I wish I could spare your feelings, pita, I really do. I don't want you to take my feelings on the subject and apply them so personally. I have total respect for you and think you're awesome.

That being said, my answer still stands. I don't know a single couple who has mended their relationship after an affair and lived happily ever after. They usually fight a lot, sore feelings come out when they least expect it. A cheating partner, in my opinion, ruins the whole thing. That's not to say that forgiveness isn't possible, it simply isn't possible to continue the relationship in a normal, healthy way. I would not expect anyone to stay with me after cheating, and if they did I would lose respect for them every day they stayed. I don't care how much I love them or they love me, something lead me out of our relationship, which means something was broken to begin with. Cheating made it more broken. Is it really worth it to fight and struggle for something that wasn't even stable to begin with? Again, my opinion here: no.

Forgiveness post relationship is possible. Trust is even possible. That same loving relationship is not. Hurt feelings hide in places until you're just comfortable enough that they slip out.

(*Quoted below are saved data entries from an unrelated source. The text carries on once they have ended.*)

//! Fragment reconciliation
//!
//! Merges per-fragment partial records into one [`StructuredRecord`]. The
//! rules differ per field group:
//!
//! - name and PAN: first non-empty value wins
//! - portfolio, fund value and cost: first positive value wins
//! - gains, returns and one-day change: first value seen wins, even 0
//! - activities: concatenated in fragment order
//! - ratings: last write wins per category

use folio_domain::{is_valid_pan, ActivityRow, RiskCategory, StructuredRecord};
use serde::Serialize;
use std::collections::BTreeMap;
use tracing::debug;

/// Fields extracted from one fragment
///
/// `None` means the fragment did not carry the field. Ratings keep the raw
/// category labels; unknown labels are dropped when merging.
#[derive(Debug, Clone, Default, PartialEq, Serialize)]
#[serde(rename_all = "camelCase")]
pub struct PartialRecord {
    /// Investor name
    #[serde(skip_serializing_if = "Option::is_none")]
    pub investor_name: Option<String>,

    /// PAN
    #[serde(skip_serializing_if = "Option::is_none")]
    pub pan: Option<String>,

    /// Total portfolio value
    #[serde(skip_serializing_if = "Option::is_none")]
    pub total_portfolio: Option<f64>,

    /// Value held in mutual funds
    #[serde(skip_serializing_if = "Option::is_none")]
    pub mutual_funds_value: Option<f64>,

    /// Current cost
    #[serde(skip_serializing_if = "Option::is_none")]
    pub current_cost: Option<f64>,

    /// Unrealised gain
    #[serde(skip_serializing_if = "Option::is_none")]
    pub unrealised_gain: Option<f64>,

    /// Realised gain
    #[serde(skip_serializing_if = "Option::is_none")]
    pub realised_gain: Option<f64>,

    /// Absolute return, percent
    #[serde(skip_serializing_if = "Option::is_none")]
    pub abs_return: Option<f64>,

    /// XIRR, percent
    #[serde(skip_serializing_if = "Option::is_none")]
    pub xirr: Option<f64>,

    /// Change in a day
    #[serde(rename = "changeInADay", skip_serializing_if = "Option::is_none")]
    pub change_in_a_day: Option<f64>,

    /// Activity rows found in this fragment
    pub recent_activities: Vec<ActivityRow>,

    /// Risk allocation entries found in this fragment
    pub debt_fund_ratings: BTreeMap<String, f64>,
}

impl PartialRecord {
    /// True when the fragment carried nothing at all
    pub fn is_empty(&self) -> bool {
        *self == PartialRecord::default()
    }
}

fn first_text(slot: &mut String, candidate: Option<&str>) {
    if let Some(value) = candidate {
        if slot.is_empty() && !value.is_empty() {
            *slot = value.to_string();
        }
    }
}

fn first_positive(slot: &mut f64, candidate: Option<f64>) {
    if let Some(value) = candidate {
        if *slot == 0.0 && value > 0.0 {
            *slot = value;
        }
    }
}

fn first_assigned(slot: &mut Option<f64>, candidate: Option<f64>) {
    if slot.is_none() {
        *slot = candidate;
    }
}

/// Merge fragments, in order, into one record
///
/// An empty slice gives the default record.
///
/// # Examples
///
/// ```
/// use folio_extractor::{merge, PartialRecord};
///
/// let fragments = vec![
///     PartialRecord { total_portfolio: Some(0.0), abs_return: Some(0.0), ..Default::default() },
///     PartialRecord { total_portfolio: Some(50_000.0), abs_return: Some(12.5), ..Default::default() },
/// ];
/// let record = merge(&fragments);
/// assert_eq!(record.total_portfolio, 50_000.0);
/// assert_eq!(record.abs_return, 0.0);
/// ```
pub fn merge(fragments: &[PartialRecord]) -> StructuredRecord {
    let mut record = StructuredRecord::default();
    let mut unrealised_gain = None;
    let mut realised_gain = None;
    let mut abs_return = None;
    let mut xirr = None;
    let mut change_in_a_day = None;

    for fragment in fragments {
        first_text(&mut record.investor_name, fragment.investor_name.as_deref());
        let pan = fragment.pan.as_deref().filter(|pan| {
            let valid = pan.is_empty() || is_valid_pan(pan);
            if !valid {
                debug!("Ignoring malformed PAN '{}' from fragment", pan);
            }
            valid
        });
        first_text(&mut record.pan, pan);

        first_positive(&mut record.total_portfolio, fragment.total_portfolio);
        first_positive(&mut record.mutual_funds_value, fragment.mutual_funds_value);
        first_positive(&mut record.current_cost, fragment.current_cost);

        first_assigned(&mut unrealised_gain, fragment.unrealised_gain);
        first_assigned(&mut realised_gain, fragment.realised_gain);
        first_assigned(&mut abs_return, fragment.abs_return);
        first_assigned(&mut xirr, fragment.xirr);
        first_assigned(&mut change_in_a_day, fragment.change_in_a_day);

        record
            .recent_activities
            .extend(fragment.recent_activities.iter().cloned());

        for (label, value) in &fragment.debt_fund_ratings {
            match RiskCategory::from_label(label) {
                Some(category) => record.debt_fund_ratings.set(category, *value),
                None => debug!("Dropping unknown risk category '{}'", label),
            }
        }
    }

    record.unrealised_gain = unrealised_gain.unwrap_or(0.0);
    record.realised_gain = realised_gain.unwrap_or(0.0);
    record.abs_return = abs_return.unwrap_or(0.0);
    record.xirr = xirr.unwrap_or(0.0);
    record.change_in_a_day = change_in_a_day.unwrap_or(0.0);
    record
}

I have personally tried to make too many relationships work after my partner has cheated on me (sometimes more than once), and it isn't worth it, to me, to go through all the pain of trying to rebuild something that took so long to build together in the first place. Plus, the cheater and the cheated on are both in such a rush to return to normal activities (and just plain make it bearable if they're living together) that they don't take the proper time to heal and process.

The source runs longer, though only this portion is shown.